* **What to work on**
Begin at the line containing "self.get_mut(id)" in the entries below and end at the line containing "let nested_y_offset = self.nested_tuplet_count(notes, id)?"; transcribe that range exactly and nothing outside it.

........

/// Ids of removed tuplets are never given to new ones.
#[derive(Derivative)]
#[derivative(Debug)]
pub struct TupletArena {
    tuplets: Vec<Option<Tuplet>>,
    settings: TupletSettings,
    #[derivative(Debug = "ignore")]
    font: Box<dyn FontMetrics>,
}
impl TupletArena {
    pub fn new(font: impl FontMetrics + 'static) -> Self {
        Self::with_settings(font, &LayoutSettings::default())
    }
    pub fn with_settings(
        font: impl FontMetrics + 'static,
        settings: &LayoutSettings,
    ) -> Self {
        Self {
            tuplets: Vec::new(),
            settings: settings.tuplet,
            font: Box::new(font),
        }
    }

    pub fn get(&self, id: TupletId) -> Option<&Tuplet> {
        self.tuplets.get(id.0)?.as_ref()
    }
    pub fn get_mut(&mut self, id: TupletId) -> Option<&mut Tuplet> {
        self.tuplets.get_mut(id.0)?.as_mut()
    }
    pub fn iter(&self) -> impl Iterator<Item = (TupletId, &Tuplet)> {
        self.tuplets
            .iter()
            .enumerate()
            .filter_map(|(idx, tuplet)| Some((TupletId(idx), tuplet.as_ref()?)))
    }

    fn tuplet(&self, id: TupletId) -> LayoutResult<&Tuplet> {
        self.get(id).ok_or(LayoutError::InvalidArgument(format!(
            "No tuplet with id {:?}",
            id
        )))
    }

    /// Group notes of the voice into tuplet.
    ///
    /// # Example
    /// ```
    /// # use score_layout::{error::LayoutError, render::FontMetrics, tuplet::*};
    /// # use score_layout::formatting::{TickContextId, Tickable, TickableMetrics};
    /// # use score_layout::{primitives::Duration, render::Stave};
    /// # #[derive(Default)]
    /// # struct Eighth(Vec<TupletId>);
    /// # impl Tickable for Eighth {
    /// #     fn duration(&self) -> Duration { Duration::new(1, 8).unwrap() }
    /// #     fn metrics(&self) -> TickableMetrics { Default::default() }
    /// #     fn assign_tick_context(&mut self, _: TickContextId) {}
    /// # }
    /// # impl StemmableNote for Eighth {
    /// #     fn stem_x(&self) -> f64 { 0.0 }
    /// #     fn tie_left_x(&self) -> f64 { 0.0 }
    /// #     fn tie_right_x(&self) -> f64 { 0.0 }
    /// #     fn stem_direction(&self) -> StemDirection { StemDirection::Up }
    /// #     fn stem_extents(&self) -> StemExtents { Default::default() }
    /// #     fn stave(&self) -> Option<&dyn Stave> { None }
    /// #     fn tuplet_stack(&self) -> &[TupletId] { &self.0 }
    /// #     fn tuplet_stack_mut(&mut self) -> &mut Vec<TupletId> { &mut self.0 }
    /// # }
    /// # struct Font;
    /// # impl FontMetrics for Font {
    /// #     fn glyph_width(&self, _: &str, _: f64) -> f64 { 10.0 }
    /// # }
    /// let mut voice: Vec<Eighth> = (0..4).map(|_| Eighth::default()).collect();
    /// let mut arena = TupletArena::new(Font);
    /// let triplet = arena
    ///     .insert(&mut voice, vec![NoteId(0), NoteId(1), NoteId(2)], Default::default())
    ///     .unwrap();
    /// assert_eq!(arena.get(triplet).unwrap().note_count(), 3);
    /// assert_eq!(arena.get(triplet).unwrap().notes_occupied(), 2);
    /// assert!(!arena.get(triplet).unwrap().is_ratioed());
    /// assert_eq!(voice[0].tuplet_stack(), &[triplet]);
    /// assert!(voice[3].tuplet_stack().is_empty());
    ///
    /// assert_eq!(
    ///     arena.insert(&mut voice, vec![NoteId(3)], Default::default()),
    ///     Err(LayoutError::InsufficientNotes(1))
    /// );
    /// ```
    pub fn insert<N: StemmableNote>(
        &mut self,
        notes: &mut [N],
        members: Vec<NoteId>,
        options: TupletOptions,
    ) -> LayoutResult<TupletId> {
        match members.len() {
            0 => {
                return Err(LayoutError::InvalidArgument(
                    "No notes provided for tuplet.".to_string(),
                ))
            }
            1 => return Err(LayoutError::InsufficientNotes(1)),
            _ => (),
        }
        check_members(notes, &members)?;
        if members.iter().unique().count() != members.len() {
            return Err(LayoutError::InvalidArgument(format!(
                "Tuplet notes are repeated: {:?}",
                members
            )));
        }
        let num_notes = options.num_notes.unwrap_or(members.len() as u32);
        let notes_occupied = options.notes_occupied.unwrap_or(2);
        if num_notes == 0 || notes_occupied == 0 {
            return Err(LayoutError::InvalidArgument(format!(
                "Tuplet ratio should be positive: {}:{}",
                num_notes, notes_occupied
            )));
        }
        if options.num_notes.is_none()
            && !members.iter().map(|id| notes[id.0].duration()).all_equal()
        {
            warn!(
                "Tuplet of notes {:?} has different durations, \
                but amount of notes is not specified",
                members
            );
        }
        let bracketed = options
            .bracketed
            .unwrap_or_else(|| members.iter().any(|id| !notes[id.0].is_beamed()));
        let ratioed = options
            .ratioed
            .unwrap_or((notes_occupied as i64 - num_notes as i64).abs() > 1);

        let mut tuplet = Tuplet {
            notes: members,
            num_notes,
            notes_occupied,
            bracketed,
            ratioed,
            location: options.location,
            y_offset: options.y_offset,
            point: self.settings.point,
            num_glyphs: Vec::new(),
            denom_glyphs: Vec::new(),
        };
        self.resolve_glyphs(&mut tuplet);
        let id = TupletId(self.tuplets.len());
        debug!(
            "tuplet {:?} {}:{} over {:?}",
            id, num_notes, notes_occupied, tuplet.notes
        );
        attach(notes, id, &tuplet.notes);
        self.tuplets.push(Some(tuplet));
        Ok(id)
    }

    fn resolve_glyphs(&self, tuplet: &mut Tuplet) {
        tuplet.num_glyphs =
            digit_glyphs(tuplet.num_notes, tuplet.point, self.font.as_ref());
        tuplet.denom_glyphs =
            digit_glyphs(tuplet.notes_occupied, tuplet.point, self.font.as_ref());
    }

    /// Detach tuplet from its notes and forget it.
    ///
    /// The id stays vacant: [TupletArena::get] returns None for it from
    /// now on.
    pub fn remove<N: StemmableNote>(
        &mut self,
        notes: &mut [N],
        id: TupletId,
    ) -> LayoutResult<Tuplet> {
        check_members(notes, &self.tuplet(id)?.notes)?;
        let tuplet = self
            .tuplets
            .get_mut(id.0)
            .and_then(Option::take)
            .ok_or(LayoutError::InvalidArgument(format!(
                "No tuplet with id {:?}",
                id
            )))?;
        detach(notes, id, &tuplet.notes);
        debug!("tuplet {:?} removed", id);
        Ok(tuplet)
    }

    pub fn notes_occupied(&self, id: TupletId) -> LayoutResult<u32> {
        Ok(self.tuplet(id)?.notes_occupied)
    }

    /// Redefine the space, which notes of the tuplet occupy.
    ///
    /// `ratioed` flag is kept as it was.
    pub fn set_notes_occupied<N: StemmableNote>(
        &mut self,
        notes: &mut [N],
        id: TupletId,
        notes_occupied: u32,
    ) -> LayoutResult<()> {
        if notes_occupied == 0 {
            return Err(LayoutError::InvalidArgument(
                "Tuplet can not occupy zero notes".to_string(),
            ));
        }
        let mut tuplet = self.tuplet(id)?.clone();
        check_members(notes, &tuplet.notes)?;
        detach(notes, id, &tuplet.notes);
        tuplet.notes_occupied = notes_occupied;
        self.resolve_glyphs(&mut tuplet);
        attach(notes, id, &tuplet.notes);
        debug!(
            "tuplet {:?} ratio redefined: {}:{}",
            id, tuplet.num_notes, notes_occupied
        );
        self.tuplets[id.0] = Some(tuplet);
        Ok(())
    }

    /// Set location from raw value: 1 is above, -1 is below.
    pub fn set_location(&mut self, id: TupletId, location: i32) -> LayoutResult<()> {
        let location = Location::try_from(location)?;
        self.get_mut(id)
            .ok_or(LayoutError::InvalidArgument(format!(
                "No tuplet with id {:?}",
                id
            )))?
            .set_location(location);
        Ok(())
    }

    /// Difference between the deepest and the shallowest nesting of the
    /// tuplet notes, counting only other tuplets at the same side.
    pub fn nested_tuplet_count<N: StemmableNote>(
        &self,
        notes: &[N],
        id: TupletId,
    ) -> LayoutResult<u32> {
        let tuplet = self.tuplet(id)?;
        let counts = tuplet
            .notes
            .iter()
            .map(|note_id| -> LayoutResult<u32> {
                let count = note(notes, *note_id)?
                    .tuplet_stack()
                    .iter()
                    .filter(|other| **other != id)
                    .filter_map(|other| self.get(*other))
                    .filter(|other| other.location == tuplet.location)
                    .count();
                Ok(count as u32)
            })
            .collect::<LayoutResult<Vec<u32>>>()?;
        Ok(counts
            .into_iter()
            .minmax()
            .into_option()
            .map(|(min, max)| max - min)
            .unwrap_or(0))
    }

    /// Vertical position of the bracket line.
    pub fn y_position<N: StemmableNote>(
        &self,
        notes: &[N],
        id: TupletId,
    ) -> LayoutResult<f64> {
        let tuplet = self.tuplet(id)?;
        let settings = &self.settings;
        let first_note = note(notes, tuplet.notes[0])?;
        let stave = first_note.stave().ok_or(LayoutError::MissingRenderTarget(
            format!("first note of tuplet {:?} has no stave", id),
        ))?;
        let nested_y_offset = self.nested_tuplet_count(notes, id)? as f64
            * settings.nesting_offset
            * -tuplet.location.sign();

        let mut y = match tuplet.location {
            Location::Above => stave.y_for_line(0.0) - settings.stave_clearance_above,
            Location::Below => stave.y_for_line(4.0) + settings.stave_clearance_below,
        };
        for note_id in tuplet.notes.iter() {
            let note = note(notes, *note_id)?;
            let extents = note.stem_extents();
            y = match (tuplet.location, note.stem_direction()) {
                (Location::Above, StemDirection::Up) => {
                    y.min(extents.top_y - settings.stem_tip_clearance)
                }
                (Location::Above, StemDirection::Down) => {
                    y.min(extents.base_y - settings.stem_base_clearance)
                }
                (Location::Below, StemDirection::Up) => {
                    y.max(extents.base_y + settings.stem_base_clearance)
                }
                (Location::Below, StemDirection::Down) => {
                    y.max(extents.top_y + settings.stem_tip_clearance)
                }
            };
        }
        Ok(y + nested_y_offset + tuplet.y_offset)
    }

    pub fn geometry<N: StemmableNote>(
        &self,
        notes: &[N],
        id: TupletId,
    ) -> LayoutResult<TupletGeometry> {
        let tuplet = self.tuplet(id)?;
        let padding = self.settings.bracket_padding;
        let first_note = note(notes, tuplet.notes[0])?;
        let last_note = note(notes, tuplet.notes[tuplet.notes.len() - 1])?;
        let (x, width) = match tuplet.bracketed {
            false => {
                let x = first_note.stem_x();
                (x, last_note.stem_x() - x)
            }
            true => {
                let x = first_note.tie_left_x() - padding;
                (x, last_note.tie_right_x() - x + padding)
            }
        };
        let text_width = tuplet.text_width();
        let bracket_segment = match tuplet.bracketed {
            false => None,
            true => {
                let length = width / 2.0 - text_width / 2.0 - padding;
                (length > 0.0).then_some(length)
            }
        };
        Ok(TupletGeometry {
            x,
            y: self.y_position(notes, id)?,
            width,
            text_width,
            text_x: x + width / 2.0 - text_width / 2.0,
            bracket_segment,
        })
    }

    /// Draw bracket and number (or ratio) of the tuplet.
    pub fn draw<N: StemmableNote>(
        &self,
        context: &mut dyn RenderContext,
        notes: &[N],
        id: TupletId,
    ) -> LayoutResult<()> {
        let geometry = self.geometry(notes, id)?;
        let tuplet = self.tuplet(id)?;
        let point = tuplet.point;

        if let Some(line_width) = geometry.bracket_segment {
            let TupletGeometry {
                x,
                y,
                width,
                text_width,
                ..
            } = geometry;
            context.fill_rect(x, y, line_width, 1.0);
            context.fill_rect(
                x + width / 2.0 + text_width / 2.0 + self.settings.bracket_padding,
                y,
                line_width,
                1.0,
            );
            let leg_y = match tuplet.location {
                Location::Above => y,
                Location::Below => y + 1.0,
            };
            let leg_height = tuplet.location.sign() * self.settings.bracket_height;
            context.fill_rect(x, leg_y, 1.0, leg_height);
            context.fill_rect(x + width, leg_y, 1.0, leg_height);
        }

        let glyph_y = geometry.y + point / 3.0 - 2.0;
        let mut x_offset = 0.0;
        for glyph in tuplet.num_glyphs.iter().rev() {
            glyph.render(context, geometry.text_x + x_offset, glyph_y);
            x_offset += glyph.width();
        }
        if tuplet.ratioed {
            let colon_x = geometry.text_x + x_offset + point * COLON_WIDTH / 2.0;
            let colon_radius = point * 0.06;
            for dot_y in [geometry.y - point * 0.08, geometry.y + point * 0.12] {
                context.begin_path();
                context.arc(colon_x, dot_y, colon_radius, 0.0, PI * 2.0, true);
                context.close_path();
                context.fill();
            }
            x_offset += point * COLON_WIDTH;
            for glyph in tuplet.denom_glyphs.iter().rev() {
                glyph.render(context, geometry.text_x + x_offset, glyph_y);
                x_offset += glyph.width();
            }
        }
        Ok(())
    }
}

........

* **Answer below**
        self.get_mut(id)
            .ok_or(LayoutError::InvalidArgument(format!(
                "No tuplet with id {:?}",
                id
            )))?
            .set_location(location);
        Ok(())
    }

    /// Difference between the deepest and the shallowest nesting of the
    /// tuplet notes, counting only other tuplets at the same side.
    pub fn nested_tuplet_count<N: StemmableNote>(
        &self,
        notes: &[N],
        id: TupletId,
    ) -> LayoutResult<u32> {
        let tuplet = self.tuplet(id)?;
        let counts = tuplet
            .notes
            .iter()
            .map(|note_id| -> LayoutResult<u32> {
                let count = note(notes, *note_id)?
                    .tuplet_stack()
                    .iter()
                    .filter(|other| **other != id)
                    .filter_map(|other| self.get(*other))
                    .filter(|other| other.location == tuplet.location)
                    .count();
                Ok(count as u32)
            })
            .collect::<LayoutResult<Vec<u32>>>()?;
        Ok(counts
            .into_iter()
            .minmax()
            .into_option()
            .map(|(min, max)| max - min)
            .unwrap_or(0))
    }

    /// Vertical position of the bracket line.
    pub fn y_position<N: StemmableNote>(
        &self,
        notes: &[N],
        id: TupletId,
    ) -> LayoutResult<f64> {
        let tuplet = self.tuplet(id)?;
        let settings = &self.settings;
        let first_note = note(notes, tuplet.notes[0])?;
        let stave = first_note.stave().ok_or(LayoutError::MissingRenderTarget(
            format!("first note of tuplet {:?} has no stave", id),
        ))?;
        let nested_y_offset = self.nested_tuplet_count(notes, id)? as f64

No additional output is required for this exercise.